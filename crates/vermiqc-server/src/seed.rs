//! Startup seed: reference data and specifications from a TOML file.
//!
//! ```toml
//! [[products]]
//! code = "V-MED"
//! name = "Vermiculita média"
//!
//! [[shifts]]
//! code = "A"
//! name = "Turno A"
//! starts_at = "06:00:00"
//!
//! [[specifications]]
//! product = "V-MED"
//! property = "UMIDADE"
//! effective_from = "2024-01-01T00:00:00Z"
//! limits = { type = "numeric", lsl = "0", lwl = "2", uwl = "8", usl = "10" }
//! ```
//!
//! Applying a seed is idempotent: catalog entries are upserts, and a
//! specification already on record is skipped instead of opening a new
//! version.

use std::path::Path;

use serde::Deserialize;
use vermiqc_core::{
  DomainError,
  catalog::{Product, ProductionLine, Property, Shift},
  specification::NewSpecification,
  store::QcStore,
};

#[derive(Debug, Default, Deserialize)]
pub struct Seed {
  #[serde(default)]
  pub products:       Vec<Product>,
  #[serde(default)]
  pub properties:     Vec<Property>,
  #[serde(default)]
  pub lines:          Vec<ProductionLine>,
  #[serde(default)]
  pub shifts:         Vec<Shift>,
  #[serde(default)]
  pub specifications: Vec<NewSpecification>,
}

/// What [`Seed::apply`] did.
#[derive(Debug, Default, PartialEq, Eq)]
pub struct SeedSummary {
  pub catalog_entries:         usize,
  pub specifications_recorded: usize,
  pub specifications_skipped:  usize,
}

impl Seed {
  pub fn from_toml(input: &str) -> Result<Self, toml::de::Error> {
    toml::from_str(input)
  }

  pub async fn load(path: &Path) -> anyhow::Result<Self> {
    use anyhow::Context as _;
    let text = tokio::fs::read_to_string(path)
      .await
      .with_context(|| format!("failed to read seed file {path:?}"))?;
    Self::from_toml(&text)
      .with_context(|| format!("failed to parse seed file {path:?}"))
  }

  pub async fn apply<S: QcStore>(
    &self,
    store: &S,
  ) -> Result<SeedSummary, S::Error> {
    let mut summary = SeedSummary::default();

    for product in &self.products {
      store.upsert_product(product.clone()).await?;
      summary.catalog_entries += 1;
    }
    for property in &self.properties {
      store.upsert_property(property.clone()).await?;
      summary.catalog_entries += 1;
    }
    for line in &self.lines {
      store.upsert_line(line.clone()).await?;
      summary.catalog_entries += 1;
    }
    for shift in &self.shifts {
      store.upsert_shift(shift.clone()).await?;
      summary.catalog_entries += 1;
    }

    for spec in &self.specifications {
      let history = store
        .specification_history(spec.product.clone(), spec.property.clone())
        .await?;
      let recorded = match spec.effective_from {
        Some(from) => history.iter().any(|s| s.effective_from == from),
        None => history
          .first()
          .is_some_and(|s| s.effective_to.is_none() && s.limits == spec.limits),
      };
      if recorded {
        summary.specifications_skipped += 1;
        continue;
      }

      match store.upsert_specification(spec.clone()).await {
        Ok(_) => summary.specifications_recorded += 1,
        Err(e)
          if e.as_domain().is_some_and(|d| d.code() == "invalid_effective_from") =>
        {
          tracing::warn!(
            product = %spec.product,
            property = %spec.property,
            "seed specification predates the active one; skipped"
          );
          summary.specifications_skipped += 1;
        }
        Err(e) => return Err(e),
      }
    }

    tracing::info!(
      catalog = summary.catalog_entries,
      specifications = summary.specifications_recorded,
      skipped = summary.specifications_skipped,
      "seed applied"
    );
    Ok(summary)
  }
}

###

◆ **BRIEF**
Using the listing above, show each line holding the string "path".

◆ **WRITTEN ANSWER**
use std::path::Path;
  pub async fn load(path: &Path) -> anyhow::Result<Self> {
    let text = tokio::fs::read_to_string(path)
      .with_context(|| format!("failed to read seed file {path:?}"))?;
      .with_context(|| format!("failed to parse seed file {path:?}"))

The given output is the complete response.